Desaparesidos opens with the cast standing amongst its audience, a subtle way of stating that this is our collective story and history. The story centers around Roy (played by Brian Sy) and Anna (played by Chic San Agustin-De Guzman), two underground rebels committed to fighting against the injustices of Marcos’ authoritarian rule. Choosing to live such a life meant that none of them could lead an ordinary, peaceful existence. They, their comrades, and even their innocent families are subjected to unspeakable acts of violence — murder, torture, rape.
The danger of showing the abuses of our authoritarian past is that the conversation inevitably devolves into a caricature of the good guys vs. the bad guys. Or worse, it becomes romanticized as some sort of golden age of Filipino ingenuity, or Filipino patriotism, or Filipino beauty — depending on which “side” you are on. Director and writer Guelan Varela-Luarca made sure that none of that trope would come out on this show. While many of the violent atrocities were laid bare on stage, the soul of the show is really the emotional exploration of the characters — the hope, the grit, the guilt, the despair — all embroiled throughout their fight for freedom. Varela-Luarca’s adaptation of the novel greatly humanizes their struggle. The characters are not merely victims of history, but are fully fleshed-out people, capable and responsible for their choices. The director also makes excellent use of the performance space, going beyond the confines of a traditional visual staging by using sound and symbolism as powerful storytelling mechanisms. Violence exhibited through shadows and discarded items is infinitely more horrifying than if it were explicitly enacted.
The cast delivers a collectively stellar performance. Brian Sy, Chic San Agustin-De Guzman, Teetin Villanueva, Brian Arda, Joel Saracho, Gigi Escalante, Jerome Dawis, Jewel Tomolin, Maxine Ignacio, Jojo Cayabyab, Gabo Tolentino, Xander Soriano, and Miguel Morales all give such nuance and vulnerability to their roles. While Sy and San Agustin-De Guzman are notably exemplary as Roy and Anna respectively, the strength of Desaparesidos is drawn from the weaving in and out of the personalities played by the whole cast.
These characters? They could be you or me. That in itself is the gut punch that the audience palpably feels.
The first act ends at the cusp of the 1986 EDSA Revolution. And for that evening, the show ended for us too. One of the leads was unfortunately suffering an ankle injury and could not continue with the technical dry run. After a harrowing, emotional, and immersive theater experience, we were left stunned and without closure.
The decision to watch again was an easy one to make.

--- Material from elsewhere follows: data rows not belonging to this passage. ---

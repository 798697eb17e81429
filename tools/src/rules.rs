use shakmaty::{fen::Fen, uci::UciMove, CastlingMode, Chess, EnPassantMode, Move, Position};
use thiserror::Error;

/// A FEN the rules engine refused, with the engine's reason
#[derive(Debug, Error, Clone, PartialEq, Eq)]
#[error("{0}")]
pub struct FenError(pub String);

#[derive(Debug, Error, Clone, PartialEq, Eq)]
pub enum MoveError {
    #[error("'{0}' is not valid move notation")]
    Syntax(String),

    #[error("'{0}' is not a legal move")]
    Illegal(String),
}

/// The chess rules the pipeline needs: parsing and printing positions,
/// enumerating legal moves and playing them.
///
/// Shared by reference across the batch workers, hence `Sync`.
pub trait Rules: Sync {
    type Position: Clone;
    /// Equality between moves is what decides the label of a candidate
    type Move: PartialEq;

    fn parse_fen(&self, fen: &str) -> Result<Self::Position, FenError>;

    fn to_fen(&self, position: &Self::Position) -> String;

    /// All legal moves, in the engine's own order
    fn legal_moves(&self, position: &Self::Position) -> Vec<Self::Move>;

    /// Plays a move that is known to be legal
    fn play(&self, position: &Self::Position, mov: &Self::Move) -> Self::Position;

    /// Resolves move notation against a position
    fn parse_move(&self, position: &Self::Position, notation: &str)
        -> Result<Self::Move, MoveError>;

    fn move_notation(&self, mov: &Self::Move) -> String;
}

/// Standard chess backed by shakmaty, with UCI move notation
#[derive(Debug, Default, Clone, Copy)]
pub struct ShakmatyRules;

impl Rules for ShakmatyRules {
    type Position = Chess;
    type Move = Move;

    fn parse_fen(&self, fen: &str) -> Result<Chess, FenError> {
        let fen = Fen::from_ascii(fen.trim().as_bytes()).map_err(|e| FenError(e.to_string()))?;

        fen.into_position::<Chess>(CastlingMode::Standard)
            .map_err(|e| FenError(e.to_string()))
    }

    fn to_fen(&self, position: &Chess) -> String {
        // only list the en passant square when a capture is actually possible
        Fen(position.clone().into_setup(EnPassantMode::Legal)).to_string()
    }

    fn legal_moves(&self, position: &Chess) -> Vec<Move> {
        position.legal_moves().into_iter().collect()
    }

    fn play(&self, position: &Chess, mov: &Move) -> Chess {
        let mut next = position.clone();
        next.play_unchecked(mov);
        next
    }

    fn parse_move(&self, position: &Chess, notation: &str) -> Result<Move, MoveError> {
        let notation = notation.trim();

        UciMove::from_ascii(notation.as_bytes())
            .map_err(|_| MoveError::Syntax(notation.to_string()))?
            .to_move(position)
            .map_err(|_| MoveError::Illegal(notation.to_string()))
    }

    fn move_notation(&self, mov: &Move) -> String {
        UciMove::from_move(mov, CastlingMode::Standard).to_string()
    }
}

Aside from just needing to know how the story plays out, the first act was so impactful and so memorable that I couldn’t shake it out of my system for days. Serendipitous too, that in the week between viewings was the current president’s pettiness of not wanting to commemorate Ninoy Aquino Day, as well as the Marcos offsprings’ arrogant calls for moving on and forgetting their family’s sins. It’s a cutting reminder why a show such as Desaparesidos is still relevant and necessary.
The second act of the play continues to follow Roy and Anna in the aftermath of the Marcos regime. They have a daughter, Lorena (played by Jewel Tomolin), who resents her parents for continuously choosing country over family in spite of their own emotional brokenness. She feels that their activism didn’t bring about positive change. It’s a painful lament that echoes to present day. The show concludes on a somewhat conciliatory tone, with Roy and Anna coming to terms with their past, and Lorena learning to engage in activism in her own terms. In the background, a video montage of present day, of the Marcos family actively engaging in historical revisionism.
Producers Jenny Jamora, Renante Bustamante, and Kalil Almonte ends every show with a short talk back, inviting different people who share first hand accounts of their experience during Martial Law. The show in itself is already quite painful and paralyzing, but it becomes even more so when there’s a regular person on stage telling you that yes, this is still our present reality. I went back to the theater hoping to find closure from my first attempt, but instead I left with more reflections and perplexities than before.
Desaparesidos is such an important story that deserves to be told and retold to a country that has never fully reckoned with its history. It’s not everyday that a piece can be beautiful and well-executed and well thought-out and deeply relevant all at the same time. Desaparesidos is all of that.